Gesetzliche Grundlagen:

  • 1811: Allgemeines Bürgerliche Gesetzbuch regelt u. a. individuelle Lohnverträge 
  • 1859: Gewerbeordnung regelt u. a. Arbeitszeiten für Kinder und Jugendliche und einen minimalen Lohnschutz, Kündigungsgründe und -fristen. Es ist die rechtliche Grundlage für einen freien und individuellen Arbeitsvertrag.
  • 1896: Einführung von Gewerbegerichten und der Gerichtsbarkeit in Streitigkeiten aus dem gewerblichen Arbeits-, Lehr- und Lohnverhältnissen.
  • 1907: Novellen der Gewerbeordnung und des Handlungsgehilfengesetzes regeln, dass Genossenschaften berechtigt sind, für HilfsarbeiterInnen Bestimmungen über den Beginn und das Ende der täglichen Arbeitszeit, die Arbeitspausen, die Höhe der Entlohnung, den Zeitpunkt der Auszahlung und die Kündigungsfrist zu verhandeln.
  • 1915: Erlass zur Einrichtung von Beschwerdestellen für ArbeiterInnen, der Vorläuferinnenorganisation der Einigungsämter.
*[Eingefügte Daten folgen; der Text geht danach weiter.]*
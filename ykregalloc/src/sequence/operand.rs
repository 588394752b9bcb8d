//! Instruction operands.
//!
//! Before allocation nearly every value-carrying operand is an [UnallocatedOperand]: a virtual
//! register plus a [Policy] saying where the value is allowed to live at that point. Allocation
//! rewrites these in place into [InstructionOperand::Register]s, [InstructionOperand::StackSlot]s
//! or (for values that are compile-time constants) [InstructionOperand::Constant]s.

use crate::config::RegisterConfiguration;
use std::fmt;
use strum::Display;

index_vec::define_index_type! {
    /// A virtual register.
    pub struct VReg = u32;
}

/// The encoding of a physical register within its [RegisterKind].
pub type RegCode = u8;

/// The class of physical registers a value is allocated from.
#[derive(Copy, Clone, Debug, Display, PartialEq, Eq, Hash, PartialOrd, Ord)]
pub enum RegisterKind {
    #[strum(to_string = "general")]
    General,
    #[strum(to_string = "double")]
    Double,
}

/// The machine representation of a virtual register.
#[derive(Copy, Clone, Debug, Display, PartialEq, Eq, Hash)]
pub enum Representation {
    #[strum(to_string = "w32")]
    Word32,
    #[strum(to_string = "w64")]
    Word64,
    /// A pointer the garbage collector needs to know about.
    #[strum(to_string = "tagged")]
    Tagged,
    #[strum(to_string = "f32")]
    Float32,
    #[strum(to_string = "f64")]
    Float64,
}

impl Representation {
    pub fn kind(self) -> RegisterKind {
        match self {
            Self::Word32 | Self::Word64 | Self::Tagged => RegisterKind::General,
            Self::Float32 | Self::Float64 => RegisterKind::Double,
        }
    }

    pub fn is_reference(self) -> bool {
        self == Self::Tagged
    }

    /// How many bytes does a spilled value of this representation need?
    pub fn byte_width(self) -> usize {
        match self {
            Self::Word32 | Self::Float32 => 4,
            Self::Word64 | Self::Tagged | Self::Float64 => 8,
        }
    }
}

/// Where is an unallocated operand allowed to live?
#[derive(Copy, Clone, Debug, PartialEq, Eq, Hash)]
pub enum Policy {
    /// No constraint at all. Used for phi outputs.
    None,
    /// A register, a stack slot or a constant: whatever the value happens to be in.
    Any,
    Register,
    Slot,
    FixedRegister(RegCode),
    FixedDoubleRegister(RegCode),
    FixedSlot(i32),
    /// The output must end up in the same location as the instruction's first input.
    SameAsFirstInput,
}

#[derive(Copy, Clone, Debug, PartialEq, Eq, Hash)]
pub struct UnallocatedOperand {
    pub vreg: VReg,
    pub policy: Policy,
    /// For inputs: is the value only needed at the very start of the instruction (so that an
    /// output may reuse its location)?
    pub used_at_start: bool,
}

impl UnallocatedOperand {
    pub fn new(vreg: VReg, policy: Policy) -> Self {
        Self {
            vreg,
            policy,
            used_at_start: false,
        }
    }

    pub fn none(vreg: VReg) -> Self {
        Self::new(vreg, Policy::None)
    }

    pub fn any(vreg: VReg) -> Self {
        Self::new(vreg, Policy::Any)
    }

    pub fn register(vreg: VReg) -> Self {
        Self::new(vreg, Policy::Register)
    }

    pub fn slot(vreg: VReg) -> Self {
        Self::new(vreg, Policy::Slot)
    }

    pub fn fixed_register(vreg: VReg, code: RegCode) -> Self {
        Self::new(vreg, Policy::FixedRegister(code))
    }

    pub fn fixed_double_register(vreg: VReg, code: RegCode) -> Self {
        Self::new(vreg, Policy::FixedDoubleRegister(code))
    }

    pub fn fixed_slot(vreg: VReg, index: i32) -> Self {
        Self::new(vreg, Policy::FixedSlot(index))
    }

    pub fn same_as_first_input(vreg: VReg) -> Self {
        Self::new(vreg, Policy::SameAsFirstInput)
    }

    /// Mark this (input) operand as only being read at the start of its instruction.
    pub fn at_start(mut self) -> Self {
        self.used_at_start = true;
        self
    }

    pub fn has_fixed_policy(&self) -> bool {
        matches!(
            self.policy,
            Policy::FixedRegister(_) | Policy::FixedDoubleRegister(_) | Policy::FixedSlot(_)
        )
    }

    pub fn has_register_policy(&self) -> bool {
        self.policy == Policy::Register
    }

    pub fn has_slot_policy(&self) -> bool {
        self.policy == Policy::Slot
    }

    pub fn has_any_policy(&self) -> bool {
        self.policy == Policy::Any
    }

    pub fn has_same_as_input_policy(&self) -> bool {
        self.policy == Policy::SameAsFirstInput
    }
}

#[derive(Copy, Clone, Debug, PartialEq, Eq, Hash)]
pub enum InstructionOperand {
    Invalid,
    Unallocated(UnallocatedOperand),
    /// A value defined as a compile-time constant (see [super::InstructionSequence::constant]).
    Constant(VReg),
    Immediate(i64),
    Register { kind: RegisterKind, code: RegCode },
    StackSlot { kind: RegisterKind, index: i32 },
}

impl InstructionOperand {
    pub fn register(kind: RegisterKind, code: RegCode) -> Self {
        Self::Register { kind, code }
    }

    pub fn stack_slot(kind: RegisterKind, index: i32) -> Self {
        Self::StackSlot { kind, index }
    }

    pub fn is_invalid(&self) -> bool {
        matches!(self, Self::Invalid)
    }

    pub fn is_unallocated(&self) -> bool {
        matches!(self, Self::Unallocated(_))
    }

    pub fn is_constant(&self) -> bool {
        matches!(self, Self::Constant(_))
    }

    pub fn is_immediate(&self) -> bool {
        matches!(self, Self::Immediate(_))
    }

    pub fn is_register(&self) -> bool {
        matches!(self, Self::Register { .. })
    }

    pub fn is_stack_slot(&self) -> bool {
        matches!(self, Self::StackSlot { .. })
    }

    /// Is this a concrete machine location?
    pub fn is_allocated(&self) -> bool {
        self.is_register() || self.is_stack_slot()
    }

    pub fn as_unallocated(&self) -> Option<&UnallocatedOperand> {
        match self {
            Self::Unallocated(u) => Some(u),
            _ => None,
        }
    }

    /// If this operand refers to a virtual register, return it.
    pub fn vreg(&self) -> Option<VReg> {
        match self {
            Self::Unallocated(u) => Some(u.vreg),
            Self::Constant(v) => Some(*v),
            _ => None,
        }
    }

    /// Returns a value that can be formatted with register names from `config`.
    pub fn display<'a>(&'a self, config: &'a RegisterConfiguration) -> OperandDisplay<'a> {
        OperandDisplay { op: self, config }
    }
}

impl From<UnallocatedOperand> for InstructionOperand {
    fn from(u: UnallocatedOperand) -> Self {
        Self::Unallocated(u)
    }
}

pub struct OperandDisplay<'a> {
    op: &'a InstructionOperand,
    config: &'a RegisterConfiguration,
}

impl fmt::Display for OperandDisplay<'_> {
    fn fmt(&self, f: &mut fmt::Formatter<'_>) -> fmt::Result {
        match self.op {
            InstructionOperand::Invalid => write!(f, "(invalid)"),
            InstructionOperand::Unallocated(u) => {
                write!(f, "v{}", u.vreg.index())?;
                match u.policy {
                    Policy::None => Ok(()),
                    Policy::Any => write!(f, "(-)"),
                    Policy::Register => write!(f, "(R)"),
                    Policy::Slot => write!(f, "(S)"),
                    Policy::FixedRegister(c) => write!(
                        f,
                        "(={})",
                        self.config.register_name(RegisterKind::General, c)
                    ),
                    Policy::FixedDoubleRegister(c) => write!(
                        f,
                        "(={})",
                        self.config.register_name(RegisterKind::Double, c)
                    ),
                    Policy::FixedSlot(i) => write!(f, "(={i}S)"),
                    Policy::SameAsFirstInput => write!(f, "(1)"),
                }
            }
            InstructionOperand::Constant(v) => write!(f, "[constant:v{}]", v.index()),
            InstructionOperand::Immediate(i) => write!(f, "#{i}"),
            InstructionOperand::Register { kind, code } => {
                write!(f, "{}", self.config.register_name(*kind, *code))
            }
            InstructionOperand::StackSlot { kind, index } => match kind {
                RegisterKind::General => write!(f, "[stack:{index}]"),
                RegisterKind::Double => write!(f, "[fp_stack:{index}]"),
            },
        }
    }
}

/// The value of a virtual register defined by a constant.
#[derive(Copy, Clone, Debug, PartialEq)]
pub enum Constant {
    Int32(i32),
    Int64(i64),
    Float64(f64),
    /// The address of a heap object.
    Tagged(u64),
}

impl fmt::Display for Constant {
    fn fmt(&self, f: &mut fmt::Formatter<'_>) -> fmt::Result {
        match self {
            Self::Int32(x) => write!(f, "{x}i32"),
            Self::Int64(x) => write!(f, "{x}i64"),
            Self::Float64(x) => write!(f, "{x}f64"),
            Self::Tagged(x) => write!(f, "{x:#x}"),
        }
    }
}

#[cfg(test)]
mod test {
    use super::*;

    #[test]
    fn representations() {
        assert_eq!(Representation::Tagged.kind(), RegisterKind::General);
        assert_eq!(Representation::Float32.kind(), RegisterKind::Double);
        assert!(Representation::Tagged.is_reference());
        assert!(!Representation::Word64.is_reference());
        assert_eq!(Representation::Word32.byte_width(), 4);
        assert_eq!(Representation::Float64.byte_width(), 8);
    }

    #[test]
    fn display() {
        let cfg = RegisterConfiguration::x64();
        let v = VReg::new(3);
        let ops = [
            (InstructionOperand::from(UnallocatedOperand::none(v)), "v3"),
            (UnallocatedOperand::any(v).into(), "v3(-)"),
            (UnallocatedOperand::register(v).into(), "v3(R)"),
            (UnallocatedOperand::slot(v).into(), "v3(S)"),
            (UnallocatedOperand::fixed_register(v, 2).into(), "v3(=rdx)"),
            (UnallocatedOperand::fixed_double_register(v, 1).into(), "v3(=xmm1)"),
            (UnallocatedOperand::fixed_slot(v, -1).into(), "v3(=-1S)"),
            (UnallocatedOperand::same_as_first_input(v).into(), "v3(1)"),
            (InstructionOperand::Constant(v), "[constant:v3]"),
            (InstructionOperand::Immediate(-7), "#-7"),
            (
                InstructionOperand::register(RegisterKind::General, 3),
                "rbx",
            ),
            (
                InstructionOperand::stack_slot(RegisterKind::Double, 2),
                "[fp_stack:2]",
            ),
        ];
        for (op, s) in ops {
            assert_eq!(op.display(&cfg).to_string(), s);
        }
    }

    #[test]
    fn policies() {
        let v = VReg::new(0);
        assert!(UnallocatedOperand::fixed_slot(v, 0).has_fixed_policy());
        assert!(UnallocatedOperand::fixed_register(v, 0).has_fixed_policy());
        assert!(!UnallocatedOperand::register(v).has_fixed_policy());
        assert!(UnallocatedOperand::any(v).at_start().used_at_start);
        assert_eq!(
            InstructionOperand::from(UnallocatedOperand::any(v)).vreg(),
            Some(v)
        );
        assert_eq!(InstructionOperand::Immediate(1).vreg(), None);
    }
}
  • 1918: Vollzugsanweisung des deutschösterreichischen Staatsrates zur Errichtung von Einigungsämtern.
  • 1919: Verabschiedung des Gesetzes über die Einrichtung von Einigungsämtern und über kollektive Arbeitsverträge (trat mit 13. Februar 1920 in Kraft).
  • 1934: Nach der Machtergreifung der Austrofaschisten werden die freien Gewerkschaften verboten und deren Vermögen zu Gunsten der ständestaatlichen Einheitsgewerkschaft konfisziert. Auf ArbeitgeberInnenseite werden öffentlich-rechtliche Bünde gegründet. Die Kollektivverträge werden zu Gunsten der UnternehmerInnen geändert.
  • 1938: Nach dem sogenannten „Anschluss“ Österreichs an das Deutsche Reich ersetzte die Deutsche Tarifordnung das österreichische Kollektivvertragsgesetz. Der Reichstreuhänder legte bis Kriegsende 1945 die Arbeitsmindestbedingungen fest. Dessen Entscheidungen waren unanfechtbar.
  • 1947: Am 26. Februar verabschiedete der Nationalrat das „Bundesgesetz über die Regelung von Arbeits- und Lohnbedingungen durch Kollektivverträge und Arbeitsordnungen“.
  • 1974: Das „Bundesgesetz betreffend die Arbeitsverfassung“ – das Arbeitsverfassungsgesetz trat in Kraft. Es beinhaltet das Kollektivs-, Betriebsräte-, Jugendvertrauensräte- und das Mindestlohntarifgesetz.